##### DATA SUPPLIED

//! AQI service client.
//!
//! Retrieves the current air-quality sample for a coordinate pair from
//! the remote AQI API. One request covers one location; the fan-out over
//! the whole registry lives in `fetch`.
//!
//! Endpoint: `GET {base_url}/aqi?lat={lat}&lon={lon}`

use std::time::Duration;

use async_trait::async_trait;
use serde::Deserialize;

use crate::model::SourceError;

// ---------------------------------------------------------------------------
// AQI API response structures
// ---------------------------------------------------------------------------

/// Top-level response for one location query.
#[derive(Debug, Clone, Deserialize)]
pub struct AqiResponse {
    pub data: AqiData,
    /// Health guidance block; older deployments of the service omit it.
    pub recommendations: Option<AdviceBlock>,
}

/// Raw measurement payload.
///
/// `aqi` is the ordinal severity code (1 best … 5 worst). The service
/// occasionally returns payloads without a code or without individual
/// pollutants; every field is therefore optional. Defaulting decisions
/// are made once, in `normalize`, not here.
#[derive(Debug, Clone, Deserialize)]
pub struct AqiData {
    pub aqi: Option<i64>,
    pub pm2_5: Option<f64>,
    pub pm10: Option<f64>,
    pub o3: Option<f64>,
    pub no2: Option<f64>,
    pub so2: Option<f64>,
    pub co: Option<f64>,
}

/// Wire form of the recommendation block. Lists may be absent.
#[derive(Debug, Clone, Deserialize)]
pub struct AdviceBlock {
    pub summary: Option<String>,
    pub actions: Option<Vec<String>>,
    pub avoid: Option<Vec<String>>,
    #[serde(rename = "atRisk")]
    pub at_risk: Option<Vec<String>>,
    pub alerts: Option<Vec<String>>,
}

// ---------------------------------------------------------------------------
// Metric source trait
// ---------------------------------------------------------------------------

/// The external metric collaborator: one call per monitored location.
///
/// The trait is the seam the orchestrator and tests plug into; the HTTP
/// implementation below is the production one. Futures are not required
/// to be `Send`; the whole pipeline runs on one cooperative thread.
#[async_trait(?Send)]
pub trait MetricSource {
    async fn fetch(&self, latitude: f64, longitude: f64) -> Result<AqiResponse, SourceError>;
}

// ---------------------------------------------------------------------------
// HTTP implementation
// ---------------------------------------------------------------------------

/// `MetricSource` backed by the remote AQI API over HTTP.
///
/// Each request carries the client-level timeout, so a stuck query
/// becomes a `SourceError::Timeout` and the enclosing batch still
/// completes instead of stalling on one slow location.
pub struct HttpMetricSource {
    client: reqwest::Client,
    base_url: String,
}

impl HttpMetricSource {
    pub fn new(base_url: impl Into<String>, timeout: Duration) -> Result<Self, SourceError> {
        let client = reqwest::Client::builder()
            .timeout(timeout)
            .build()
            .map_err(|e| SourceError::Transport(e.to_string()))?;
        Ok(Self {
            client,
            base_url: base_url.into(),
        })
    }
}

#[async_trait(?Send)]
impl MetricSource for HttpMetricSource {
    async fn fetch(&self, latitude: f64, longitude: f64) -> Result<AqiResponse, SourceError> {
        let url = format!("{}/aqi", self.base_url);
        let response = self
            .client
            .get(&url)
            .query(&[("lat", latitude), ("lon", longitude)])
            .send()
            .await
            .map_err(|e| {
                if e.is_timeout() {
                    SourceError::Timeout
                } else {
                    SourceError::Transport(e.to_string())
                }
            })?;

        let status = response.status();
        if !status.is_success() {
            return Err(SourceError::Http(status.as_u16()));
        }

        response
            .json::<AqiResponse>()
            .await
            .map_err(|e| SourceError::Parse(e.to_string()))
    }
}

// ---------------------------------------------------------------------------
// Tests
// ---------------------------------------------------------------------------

##########

## ACTION ITEM
Every record, start to finish: reproduce it word for word.

## ANSWER SECTION
//! AQI service client.
//!
//! Retrieves the current air-quality sample for a coordinate pair from
//! the remote AQI API. One request covers one location; the fan-out over
//! the whole registry lives in `fetch`.
//!
//! Endpoint: `GET {base_url}/aqi?lat={lat}&lon={lon}`

use std::time::Duration;

use async_trait::async_trait;
use serde::Deserialize;

use crate::model::SourceError;

// ---------------------------------------------------------------------------
// AQI API response structures
// ---------------------------------------------------------------------------

/// Top-level response for one location query.
#[derive(Debug, Clone, Deserialize)]
pub struct AqiResponse {
    pub data: AqiData,
    /// Health guidance block; older deployments of the service omit it.
    pub recommendations: Option<AdviceBlock>,
}

/// Raw measurement payload.
///
/// `aqi` is the ordinal severity code (1 best … 5 worst). The service
/// occasionally returns payloads without a code or without individual
/// pollutants; every field is therefore optional. Defaulting decisions
/// are made once, in `normalize`, not here.
#[derive(Debug, Clone, Deserialize)]
pub struct AqiData {
    pub aqi: Option<i64>,
    pub pm2_5: Option<f64>,
    pub pm10: Option<f64>,
    pub o3: Option<f64>,
    pub no2: Option<f64>,
    pub so2: Option<f64>,
    pub co: Option<f64>,
}

/// Wire form of the recommendation block. Lists may be absent.
#[derive(Debug, Clone, Deserialize)]
pub struct AdviceBlock {
    pub summary: Option<String>,
    pub actions: Option<Vec<String>>,
    pub avoid: Option<Vec<String>>,
    #[serde(rename = "atRisk")]
    pub at_risk: Option<Vec<String>>,
    pub alerts: Option<Vec<String>>,
}

// ---------------------------------------------------------------------------
// Metric source trait
// ---------------------------------------------------------------------------

/// The external metric collaborator: one call per monitored location.
///
/// The trait is the seam the orchestrator and tests plug into; the HTTP
/// implementation below is the production one. Futures are not required
/// to be `Send`; the whole pipeline runs on one cooperative thread.
#[async_trait(?Send)]
pub trait MetricSource {
    async fn fetch(&self, latitude: f64, longitude: f64) -> Result<AqiResponse, SourceError>;
}

// ---------------------------------------------------------------------------
// HTTP implementation
// ---------------------------------------------------------------------------

/// `MetricSource` backed by the remote AQI API over HTTP.
///
/// Each request carries the client-level timeout, so a stuck query
/// becomes a `SourceError::Timeout` and the enclosing batch still
/// completes instead of stalling on one slow location.
pub struct HttpMetricSource {
    client: reqwest::Client,
    base_url: String,
}

impl HttpMetricSource {
    pub fn new(base_url: impl Into<String>, timeout: Duration) -> Result<Self, SourceError> {
        let client = reqwest::Client::builder()
            .timeout(timeout)
            .build()
            .map_err(|e| SourceError::Transport(e.to_string()))?;
        Ok(Self {
            client,
            base_url: base_url.into(),
        })
    }
}

#[async_trait(?Send)]
impl MetricSource for HttpMetricSource {
    async fn fetch(&self, latitude: f64, longitude: f64) -> Result<AqiResponse, SourceError> {
        let url = format!("{}/aqi", self.base_url);
        let response = self
            .client
            .get(&url)
            .query(&[("lat", latitude), ("lon", longitude)])
            .send()
            .await
            .map_err(|e| {
                if e.is_timeout() {
                    SourceError::Timeout
                } else {
                    SourceError::Transport(e.to_string())
                }
            })?;

        let status = response.status();
        if !status.is_success() {
            return Err(SourceError::Http(status.as_u16()));
        }

        response
            .json::<AqiResponse>()
            .await
            .map_err(|e| SourceError::Parse(e.to_string()))
    }
}

// ---------------------------------------------------------------------------
// Tests
// ---------------------------------------------------------------------------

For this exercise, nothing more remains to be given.